A new partner in improving healthcare

Tuesday, January 15, 2013

For many years, Americans have been burdened by rising health-care costs that, unfortunately, haven't always resulted in improved care. Last year alone, the average insurance deductible for an individual rose by nearly 9 percent. This has led to an increasingly unhealthy population and a fragmented system of care across the country. To curb this growth, Arkansas is changing the game with a new payment system aimed at lowering costs and improving the quality of care.

Work in Arkansas began two years ago, and implementation of the Arkansas Payment Improvement Initiative started last fall. The initiative rewards health-care providers who give patients high-quality care at an appropriate cost. Insurers pay for "episodes" of care rather than individual treatments "per procedure." This shift aims to reduce duplicative tests and procedures, saving money and patient discomfort. Other states are watching closely, as our work could soon be a model for other parts of the country. We are witnessing unprecedented cooperation between state and federal governments, private insurers like Blue Cross and Blue Shield and QualChoice, hospitals, doctors and other providers. And now, we can add corporate America to that list, as well.

This week, the Initiative got a major vote of confidence from Walmart, the world's largest retailer. The company committed $670,000 to help fund a statewide tracking system that will evaluate the impact and effectiveness of the project. With 58,000 Arkansas employees and a proven track record in innovation, the company may also have a unique perspective that will benefit the Initiative as it continues to evolve.

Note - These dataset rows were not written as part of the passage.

//! Admin endpoints: booking decisions, agent administration, stats.

use std::collections::BTreeSet;
use std::sync::Arc;

use axum::extract::{Path, Query, State};
use axum::response::IntoResponse;
use axum::Json;
use chrono::{DateTime, Utc};
use serde::{Deserialize, Serialize};

use labfleet_control::{Booking, ControlPlane};
use labfleet_core::{AgentId, BookingId, UserId};
use labfleet_store::{Agent, AgentStatus, BookingStatus};

use crate::auth::Admin;
use crate::error::ApiError;
use crate::state::GatewayState;

/// Query parameters for the booking listing.
#[derive(Debug, Deserialize)]
pub struct BookingFilter {
    /// Optional status filter (e.g. `pending`).
    #[serde(default)]
    pub status: Option<String>,
}

/// One booking in the admin listing.
#[derive(Debug, Serialize)]
pub struct AdminBookingRow {
    /// Booking id.
    pub id: BookingId,
    /// Owner id.
    pub user_id: UserId,
    /// Owner display name.
    pub user_name: String,
    /// Bound agent, if approved.
    pub agent_id: Option<AgentId>,
    /// Lifecycle status.
    pub status: BookingStatus,
    /// Scheduled start.
    pub start: DateTime<Utc>,
    /// Scheduled end.
    pub end: DateTime<Utc>,
    /// Container image.
    pub image: String,
    /// Requested CPU cores.
    pub cpu: u32,
    /// Requested memory as submitted.
    pub memory: String,
    /// Access URL if running or completed.
    pub url: Option<String>,
    /// Rejection reason, if rejected.
    pub rejection_reason: Option<String>,
}

/// Request body for approval.
#[derive(Debug, Default, Deserialize)]
pub struct ApproveBody {
    /// Explicit agent to bind; auto-selected when absent.
    #[serde(default)]
    pub agent_id: Option<AgentId>,
}

/// Request body for rejection.
#[derive(Debug, Default, Deserialize)]
pub struct RejectBody {
    /// Reason surfaced to the booking's owner.
    #[serde(default)]
    pub reason: Option<String>,
}

/// Request body for extension.
#[derive(Debug, Default, Deserialize)]
pub struct ExtendBody {
    /// Hours to add to the end time.
    #[serde(default)]
    pub hours: Option<u32>,
}

/// Request body for agent status updates.
#[derive(Debug, Deserialize)]
pub struct AgentStatusBody {
    /// New status: `online`, `offline`, or `maintenance`.
    pub status: String,
}

/// One agent in the admin listing.
#[derive(Debug, Serialize)]
pub struct AgentRow {
    /// Agent id.
    pub id: AgentId,
    /// Name.
    pub name: String,
    /// IP address.
    pub ip: String,
    /// Observed status.
    pub status: AgentStatus,
    /// Last successful health probe.
    pub last_seen: DateTime<Utc>,
    /// Cores not debited by active bookings.
    pub available_cpu: u32,
    /// GB not debited by active bookings.
    pub available_mem_gb: u32,
    /// Total cores.
    pub total_cpu: u32,
    /// Total GB.
    pub total_mem_gb: u32,
    /// Capability tags.
    pub tags: BTreeSet<String>,
}

impl From<Agent> for AgentRow {
    fn from(agent: Agent) -> Self {
        Self {
            id: agent.id,
            name: agent.name,
            ip: agent.ip,
            status: agent.status,
            last_seen: agent.last_seen,
            available_cpu: agent.available_cpu,
            available_mem_gb: agent.available_mem_gb,
            total_cpu: agent.total_cpu,
            total_mem_gb: agent.total_mem_gb,
            tags: agent.tags,
        }
    }
}

/// List all bookings, optionally filtered by status.
///
/// # Errors
///
/// Returns 400 for unknown status filters.
pub async fn list_bookings<C>(
    State(state): State<Arc<GatewayState<C>>>,
    Admin(_): Admin,
    Query(filter): Query<BookingFilter>,
) -> Result<impl IntoResponse, ApiError>
where
    C: ControlPlane + 'static,
{
    let status = match filter.status.as_deref() {
        None | Some("") => None,
        Some(s) => Some(
            BookingStatus::parse(s)
                .ok_or_else(|| ApiError::BadRequest(format!("unknown status: {s}")))?,
        ),
    };

    let bookings = state.control.list_bookings(status).await?;

    let mut rows = Vec::with_capacity(bookings.len());
    for booking in bookings {
        rows.push(admin_row(state.as_ref(), booking).await?);
    }

    Ok(Json(rows))
}

async fn admin_row<C>(state: &GatewayState<C>, booking: Booking) -> Result<AdminBookingRow, ApiError>
where
    C: ControlPlane + 'static,
{
    let user_name = state
        .control
        .get_user(booking.user_id)
        .await?
        .map_or_else(|| "Unknown".to_string(), |u| u.name);

    Ok(AdminBookingRow {
        id: booking.id,
        user_id: booking.user_id,
        user_name,
        agent_id: booking.agent_id,
        status: booking.status,
        start: booking.start_time,
        end: booking.end_time,
        image: booking.image,
        cpu: booking.cpu,
        memory: booking.memory,
        url: booking.access_url,
        rejection_reason: booking.rejection_reason,
    })
}

/// Approve a pending booking.
///
/// # Errors
///
/// Returns 404 for unknown bookings, 409 for wrong-status bookings, 400
/// for an unavailable named agent, and 503 when auto-selection finds none.
pub async fn approve<C>(
    State(state): State<Arc<GatewayState<C>>>,
    Admin(_): Admin,
    Path(booking_id): Path<BookingId>,
    body: Option<Json<ApproveBody>>,
) -> Result<impl IntoResponse, ApiError>
where
    C: ControlPlane + 'static,
{
    let agent_id = body.map(|Json(b)| b.agent_id).unwrap_or_default();
    let booking = state.control.approve_booking(booking_id, agent_id).await?;

    Ok(Json(serde_json::json!({
        "msg": "Booking approved",
        "agent_id": booking.agent_id,
    })))
}

/// Reject a pending booking.
///
/// # Errors
///
/// Returns 404 for unknown bookings and 409 for wrong-status bookings.
pub async fn reject<C>(
    State(state): State<Arc<GatewayState<C>>>,
    Admin(_): Admin,
    Path(booking_id): Path<BookingId>,
    body: Option<Json<RejectBody>>,
) -> Result<impl IntoResponse, ApiError>
where
    C: ControlPlane + 'static,
{
    let reason = body
        .and_then(|Json(b)| b.reason)
        .unwrap_or_else(|| "Rejected by admin".to_string());
    state.control.reject_booking(booking_id, &reason).await?;

    Ok(Json(serde_json::json!({ "msg": "Booking rejected" })))
}

/// Extend an active booking.
///
/// # Errors
///
/// Returns 404 for unknown bookings and 409 unless the booking is active.
pub async fn extend<C>(
    State(state): State<Arc<GatewayState<C>>>,
    Admin(_): Admin,
    Path(booking_id): Path<BookingId>,
    body: Option<Json<ExtendBody>>,
) -> Result<impl IntoResponse, ApiError>
where
    C: ControlPlane + 'static,
{
    let hours = body.and_then(|Json(b)| b.hours).unwrap_or(1);
    let booking = state.control.extend_booking(booking_id, hours).await?;

    Ok(Json(serde_json::json!({
        "msg": "Booking extended",
        "new_end": booking.end_time,
    })))
}

/// List all agents with capacity and status.
///
/// # Errors
///
/// Returns an error if the control plane operation fails.
pub async fn list_agents<C>(
    State(state): State<Arc<GatewayState<C>>>,
    Admin(_): Admin,
) -> Result<impl IntoResponse, ApiError>
where
    C: ControlPlane + 'static,
{
    let agents = state.control.list_agents().await?;
    let rows: Vec<AgentRow> = agents.into_iter().map(AgentRow::from).collect();
    Ok(Json(rows))
}

/// Set an agent's status.
///
/// # Errors
///
/// Returns 400 for unknown status strings and 404 for unknown agents.
pub async fn set_agent_status<C>(
    State(state): State<Arc<GatewayState<C>>>,
    Admin(_): Admin,
    Path(agent_id): Path<AgentId>,
    Json(body): Json<AgentStatusBody>,
) -> Result<impl IntoResponse, ApiError>
where
    C: ControlPlane + 'static,
{
    let status = AgentStatus::parse(&body.status)
        .ok_or_else(|| ApiError::BadRequest(format!("invalid status: {}", body.status)))?;

    state.control.set_agent_status(agent_id, status).await?;

    Ok(Json(serde_json::json!({ "msg": "Agent status updated" })))
}

/// Counts by booking status plus online agents.
///
/// # Errors
///
/// Returns an error if the control plane operation fails.
pub async fn stats<C>(
    State(state): State<Arc<GatewayState<C>>>,
    Admin(_): Admin,
) -> Result<impl IntoResponse, ApiError>
where
    C: ControlPlane + 'static,
{
    let stats = state.control.stats().await?;
    Ok(Json(stats))
}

Currently, the Initiative is only in effect for five different health episodes. Five more will be added this spring, and an additional five this fall. Because the reforms we are making are complex, this measured implementation gives providers and patients a safety net if any unforeseen problems arise.

The long-term goal is to build a new and sustainable system that rewards good care outcomes for Arkansans through team-based approaches. When primary-care providers actively encourage patients to use preventive services, patients can better manage chronic diseases or avoid them all together. Serious illnesses and chronic disease lead to costly treatments, and these conditions can often be prevented. When people receive appropriate follow-up care after hospitalizations, the likelihood of hospital readmissions can be dramatically reduced, which also results in better health and lower costs.

All across the nation, Americans know that the health-care system we have had in place for many years is ever more costly and inefficient. We spend more money on health care than other countries, but too many of our people are in poorer health. Rather than waiting to see how national initiatives impact cost containment and quality of care, Arkansas will continue our tradition of taking action to care for our own. We are stepping up and trying something new for Arkansans that could someday help people across the country.